Exercise details: Wherever the line with "let conn = Connection::open(db_path)?;" sits in the listing below, transcribe from it up to and including the line with "lookup_id INTEGER PRIMARY", exactly, and leave the remaining lines out.

------ Supplied data ------

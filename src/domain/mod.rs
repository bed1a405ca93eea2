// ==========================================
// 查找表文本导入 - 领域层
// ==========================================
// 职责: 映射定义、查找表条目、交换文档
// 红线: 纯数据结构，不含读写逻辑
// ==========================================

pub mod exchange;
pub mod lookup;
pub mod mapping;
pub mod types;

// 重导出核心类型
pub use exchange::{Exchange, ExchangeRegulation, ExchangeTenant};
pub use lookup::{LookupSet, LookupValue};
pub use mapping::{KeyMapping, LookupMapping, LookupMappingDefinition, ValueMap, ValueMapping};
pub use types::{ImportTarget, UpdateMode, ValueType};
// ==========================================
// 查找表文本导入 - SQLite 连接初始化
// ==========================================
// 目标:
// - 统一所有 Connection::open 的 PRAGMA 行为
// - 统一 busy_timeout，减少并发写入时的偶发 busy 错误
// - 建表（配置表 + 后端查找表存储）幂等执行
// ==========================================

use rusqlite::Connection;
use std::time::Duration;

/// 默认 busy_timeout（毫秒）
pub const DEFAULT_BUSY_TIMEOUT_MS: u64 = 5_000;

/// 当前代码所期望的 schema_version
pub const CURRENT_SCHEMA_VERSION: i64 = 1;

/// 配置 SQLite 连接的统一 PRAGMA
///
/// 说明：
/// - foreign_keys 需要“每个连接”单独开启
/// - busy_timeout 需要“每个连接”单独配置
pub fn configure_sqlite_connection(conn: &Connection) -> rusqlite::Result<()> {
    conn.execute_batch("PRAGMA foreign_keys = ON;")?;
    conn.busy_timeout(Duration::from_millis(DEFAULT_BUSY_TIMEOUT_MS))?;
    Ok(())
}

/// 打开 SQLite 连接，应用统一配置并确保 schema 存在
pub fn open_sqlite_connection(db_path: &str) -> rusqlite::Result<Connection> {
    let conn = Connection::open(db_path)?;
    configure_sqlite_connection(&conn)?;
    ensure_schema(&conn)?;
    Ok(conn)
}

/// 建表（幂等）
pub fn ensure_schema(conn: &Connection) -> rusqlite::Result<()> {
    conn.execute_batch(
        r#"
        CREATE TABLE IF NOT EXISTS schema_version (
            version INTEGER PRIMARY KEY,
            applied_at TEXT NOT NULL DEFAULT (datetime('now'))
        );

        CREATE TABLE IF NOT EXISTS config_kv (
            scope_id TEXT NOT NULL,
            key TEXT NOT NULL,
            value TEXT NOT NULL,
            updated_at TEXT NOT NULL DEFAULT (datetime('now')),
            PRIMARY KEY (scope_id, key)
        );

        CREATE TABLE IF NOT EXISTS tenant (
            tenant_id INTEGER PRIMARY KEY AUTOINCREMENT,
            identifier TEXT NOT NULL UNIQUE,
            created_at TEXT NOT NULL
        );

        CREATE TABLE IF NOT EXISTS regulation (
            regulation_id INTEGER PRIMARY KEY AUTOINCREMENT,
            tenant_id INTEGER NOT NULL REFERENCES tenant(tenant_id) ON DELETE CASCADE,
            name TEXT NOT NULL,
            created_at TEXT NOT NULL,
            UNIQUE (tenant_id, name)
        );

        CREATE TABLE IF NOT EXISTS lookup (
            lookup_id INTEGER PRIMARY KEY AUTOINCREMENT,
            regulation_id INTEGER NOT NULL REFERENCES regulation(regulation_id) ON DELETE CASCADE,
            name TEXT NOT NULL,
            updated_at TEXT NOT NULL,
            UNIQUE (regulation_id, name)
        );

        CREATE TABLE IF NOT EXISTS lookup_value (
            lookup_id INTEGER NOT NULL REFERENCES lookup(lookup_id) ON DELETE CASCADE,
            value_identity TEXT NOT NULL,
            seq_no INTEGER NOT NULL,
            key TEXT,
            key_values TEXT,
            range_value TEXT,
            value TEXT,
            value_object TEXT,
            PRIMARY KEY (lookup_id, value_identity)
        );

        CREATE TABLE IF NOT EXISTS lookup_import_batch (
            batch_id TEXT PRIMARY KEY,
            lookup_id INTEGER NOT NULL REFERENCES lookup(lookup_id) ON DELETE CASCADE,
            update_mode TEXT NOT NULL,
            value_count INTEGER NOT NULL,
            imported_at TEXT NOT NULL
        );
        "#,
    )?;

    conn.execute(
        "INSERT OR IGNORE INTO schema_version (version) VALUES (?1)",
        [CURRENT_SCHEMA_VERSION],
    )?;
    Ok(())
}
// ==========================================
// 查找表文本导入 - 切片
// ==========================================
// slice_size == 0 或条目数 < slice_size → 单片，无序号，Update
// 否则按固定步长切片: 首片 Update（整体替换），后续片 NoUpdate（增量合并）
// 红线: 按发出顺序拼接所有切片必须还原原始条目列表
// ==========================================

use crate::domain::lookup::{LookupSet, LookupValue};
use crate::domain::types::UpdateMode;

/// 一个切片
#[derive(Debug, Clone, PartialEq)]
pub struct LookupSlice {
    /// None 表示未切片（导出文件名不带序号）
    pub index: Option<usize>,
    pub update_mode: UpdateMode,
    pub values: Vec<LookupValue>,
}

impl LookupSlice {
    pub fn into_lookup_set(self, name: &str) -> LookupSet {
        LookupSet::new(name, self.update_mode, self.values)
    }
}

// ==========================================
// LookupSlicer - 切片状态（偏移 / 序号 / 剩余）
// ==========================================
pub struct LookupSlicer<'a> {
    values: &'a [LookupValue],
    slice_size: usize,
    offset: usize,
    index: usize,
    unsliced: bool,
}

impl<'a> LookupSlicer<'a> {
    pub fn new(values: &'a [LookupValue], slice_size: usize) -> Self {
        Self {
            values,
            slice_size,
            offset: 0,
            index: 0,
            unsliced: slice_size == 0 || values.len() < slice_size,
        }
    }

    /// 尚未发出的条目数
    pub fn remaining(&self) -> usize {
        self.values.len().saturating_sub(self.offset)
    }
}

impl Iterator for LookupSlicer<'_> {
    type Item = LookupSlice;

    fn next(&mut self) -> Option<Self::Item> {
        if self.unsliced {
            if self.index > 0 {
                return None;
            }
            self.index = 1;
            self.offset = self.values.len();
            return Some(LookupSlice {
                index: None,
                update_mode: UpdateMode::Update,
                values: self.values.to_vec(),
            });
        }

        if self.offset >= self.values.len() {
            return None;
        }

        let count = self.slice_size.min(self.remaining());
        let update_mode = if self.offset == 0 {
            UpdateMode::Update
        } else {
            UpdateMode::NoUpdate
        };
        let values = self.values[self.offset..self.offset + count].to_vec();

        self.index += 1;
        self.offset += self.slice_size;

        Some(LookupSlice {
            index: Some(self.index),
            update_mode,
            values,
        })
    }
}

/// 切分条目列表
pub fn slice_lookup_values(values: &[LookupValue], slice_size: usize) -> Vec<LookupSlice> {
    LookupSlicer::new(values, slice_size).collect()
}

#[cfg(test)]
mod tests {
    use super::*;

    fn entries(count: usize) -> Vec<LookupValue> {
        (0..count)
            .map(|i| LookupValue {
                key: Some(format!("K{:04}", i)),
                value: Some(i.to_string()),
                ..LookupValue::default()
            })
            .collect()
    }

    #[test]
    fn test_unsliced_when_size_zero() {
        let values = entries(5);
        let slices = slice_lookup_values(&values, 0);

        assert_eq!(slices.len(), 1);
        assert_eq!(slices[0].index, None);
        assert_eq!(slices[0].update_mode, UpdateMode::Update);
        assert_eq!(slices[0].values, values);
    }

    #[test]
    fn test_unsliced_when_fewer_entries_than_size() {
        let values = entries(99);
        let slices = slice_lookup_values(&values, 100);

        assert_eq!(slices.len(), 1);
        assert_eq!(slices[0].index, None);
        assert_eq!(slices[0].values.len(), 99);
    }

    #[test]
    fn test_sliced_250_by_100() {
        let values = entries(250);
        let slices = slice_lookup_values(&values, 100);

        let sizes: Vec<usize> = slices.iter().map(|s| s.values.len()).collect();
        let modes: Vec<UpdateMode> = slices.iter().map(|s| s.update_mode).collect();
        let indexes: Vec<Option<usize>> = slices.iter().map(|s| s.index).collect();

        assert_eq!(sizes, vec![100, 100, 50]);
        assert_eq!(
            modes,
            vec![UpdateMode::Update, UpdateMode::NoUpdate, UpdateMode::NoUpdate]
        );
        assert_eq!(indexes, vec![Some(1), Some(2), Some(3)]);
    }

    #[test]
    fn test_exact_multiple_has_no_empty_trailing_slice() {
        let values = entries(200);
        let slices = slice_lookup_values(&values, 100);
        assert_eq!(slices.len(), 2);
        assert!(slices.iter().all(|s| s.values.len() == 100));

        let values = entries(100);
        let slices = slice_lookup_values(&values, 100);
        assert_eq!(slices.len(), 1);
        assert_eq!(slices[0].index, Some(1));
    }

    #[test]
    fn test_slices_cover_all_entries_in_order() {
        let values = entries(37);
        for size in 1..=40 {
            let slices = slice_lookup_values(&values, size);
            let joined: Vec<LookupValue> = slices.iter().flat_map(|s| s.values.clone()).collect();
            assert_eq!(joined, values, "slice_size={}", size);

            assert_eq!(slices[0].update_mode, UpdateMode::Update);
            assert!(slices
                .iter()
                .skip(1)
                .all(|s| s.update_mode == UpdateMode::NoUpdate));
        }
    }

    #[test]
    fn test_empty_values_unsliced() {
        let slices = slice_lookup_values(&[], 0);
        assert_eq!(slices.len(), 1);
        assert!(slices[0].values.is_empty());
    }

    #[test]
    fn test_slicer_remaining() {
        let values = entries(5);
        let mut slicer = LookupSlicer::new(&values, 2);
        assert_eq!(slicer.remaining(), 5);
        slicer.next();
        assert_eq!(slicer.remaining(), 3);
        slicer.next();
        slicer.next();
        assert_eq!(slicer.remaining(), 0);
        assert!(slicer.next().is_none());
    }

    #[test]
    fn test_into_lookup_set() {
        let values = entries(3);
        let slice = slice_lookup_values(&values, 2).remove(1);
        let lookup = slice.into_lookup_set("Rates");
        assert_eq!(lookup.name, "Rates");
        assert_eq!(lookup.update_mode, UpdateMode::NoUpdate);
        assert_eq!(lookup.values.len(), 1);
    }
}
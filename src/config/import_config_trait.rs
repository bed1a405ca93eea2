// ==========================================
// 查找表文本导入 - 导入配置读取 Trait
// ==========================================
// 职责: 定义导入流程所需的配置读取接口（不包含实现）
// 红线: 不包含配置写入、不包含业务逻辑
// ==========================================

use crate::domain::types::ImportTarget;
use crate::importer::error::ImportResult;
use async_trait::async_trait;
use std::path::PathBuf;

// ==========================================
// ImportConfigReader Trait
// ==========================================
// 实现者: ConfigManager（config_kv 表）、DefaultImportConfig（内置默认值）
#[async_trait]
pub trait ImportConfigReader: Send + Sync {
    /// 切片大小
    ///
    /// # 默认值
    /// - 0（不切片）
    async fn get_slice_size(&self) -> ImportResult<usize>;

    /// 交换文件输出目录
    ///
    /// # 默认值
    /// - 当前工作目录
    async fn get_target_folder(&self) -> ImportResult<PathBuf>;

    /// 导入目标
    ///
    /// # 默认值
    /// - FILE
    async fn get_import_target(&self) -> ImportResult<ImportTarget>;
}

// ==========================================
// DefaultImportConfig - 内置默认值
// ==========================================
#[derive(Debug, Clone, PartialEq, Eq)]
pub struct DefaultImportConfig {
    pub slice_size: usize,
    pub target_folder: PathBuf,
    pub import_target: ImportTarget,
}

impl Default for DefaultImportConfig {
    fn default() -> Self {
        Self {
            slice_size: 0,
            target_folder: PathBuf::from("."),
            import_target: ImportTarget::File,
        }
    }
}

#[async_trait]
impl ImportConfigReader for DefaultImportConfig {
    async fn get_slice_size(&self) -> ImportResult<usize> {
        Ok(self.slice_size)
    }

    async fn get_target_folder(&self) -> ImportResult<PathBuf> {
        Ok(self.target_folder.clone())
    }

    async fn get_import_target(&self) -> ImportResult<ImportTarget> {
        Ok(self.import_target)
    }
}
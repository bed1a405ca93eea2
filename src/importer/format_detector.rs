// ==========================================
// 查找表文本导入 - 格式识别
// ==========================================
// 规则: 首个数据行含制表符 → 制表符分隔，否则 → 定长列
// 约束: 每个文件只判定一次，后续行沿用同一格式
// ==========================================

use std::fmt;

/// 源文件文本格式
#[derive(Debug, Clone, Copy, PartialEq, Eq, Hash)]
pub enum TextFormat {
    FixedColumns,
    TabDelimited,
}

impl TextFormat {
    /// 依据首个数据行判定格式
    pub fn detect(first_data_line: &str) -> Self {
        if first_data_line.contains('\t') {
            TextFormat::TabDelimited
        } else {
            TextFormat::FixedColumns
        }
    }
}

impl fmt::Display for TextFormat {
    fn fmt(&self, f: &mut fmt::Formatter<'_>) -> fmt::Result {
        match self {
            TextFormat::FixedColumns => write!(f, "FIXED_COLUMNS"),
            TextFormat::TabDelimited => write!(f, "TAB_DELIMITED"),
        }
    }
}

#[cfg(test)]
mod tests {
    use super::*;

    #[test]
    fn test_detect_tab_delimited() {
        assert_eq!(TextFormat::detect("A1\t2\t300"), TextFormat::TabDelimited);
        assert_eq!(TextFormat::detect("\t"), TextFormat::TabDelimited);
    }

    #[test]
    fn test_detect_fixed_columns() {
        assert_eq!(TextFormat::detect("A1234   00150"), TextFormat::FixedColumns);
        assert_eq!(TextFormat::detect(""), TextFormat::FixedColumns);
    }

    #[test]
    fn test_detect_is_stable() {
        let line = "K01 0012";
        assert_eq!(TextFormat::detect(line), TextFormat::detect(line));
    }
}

------

Reply to the exercise:
    let conn = Connection::open(db_path)?;
    configure_sqlite_connection(&conn)?;
    ensure_schema(&conn)?;
    Ok(conn)
}

/// 建表（幂等）
pub fn ensure_schema(conn: &Connection) -> rusqlite::Result<()> {
    conn.execute_batch(
        r#"
        CREATE TABLE IF NOT EXISTS schema_version (
            version INTEGER PRIMARY KEY,
            applied_at TEXT NOT NULL DEFAULT (datetime('now'))
        );

        CREATE TABLE IF NOT EXISTS config_kv (
            scope_id TEXT NOT NULL,
            key TEXT NOT NULL,
            value TEXT NOT NULL,
            updated_at TEXT NOT NULL DEFAULT (datetime('now')),
            PRIMARY KEY (scope_id, key)
        );

        CREATE TABLE IF NOT EXISTS tenant (
            tenant_id INTEGER PRIMARY KEY AUTOINCREMENT,
            identifier TEXT NOT NULL UNIQUE,
            created_at TEXT NOT NULL
        );

        CREATE TABLE IF NOT EXISTS regulation (
            regulation_id INTEGER PRIMARY KEY AUTOINCREMENT,
            tenant_id INTEGER NOT NULL REFERENCES tenant(tenant_id) ON DELETE CASCADE,
            name TEXT NOT NULL,
            created_at TEXT NOT NULL,
            UNIQUE (tenant_id, name)
        );

        CREATE TABLE IF NOT EXISTS lookup (
            lookup_id INTEGER PRIMARY KEY AUTOINCREMENT,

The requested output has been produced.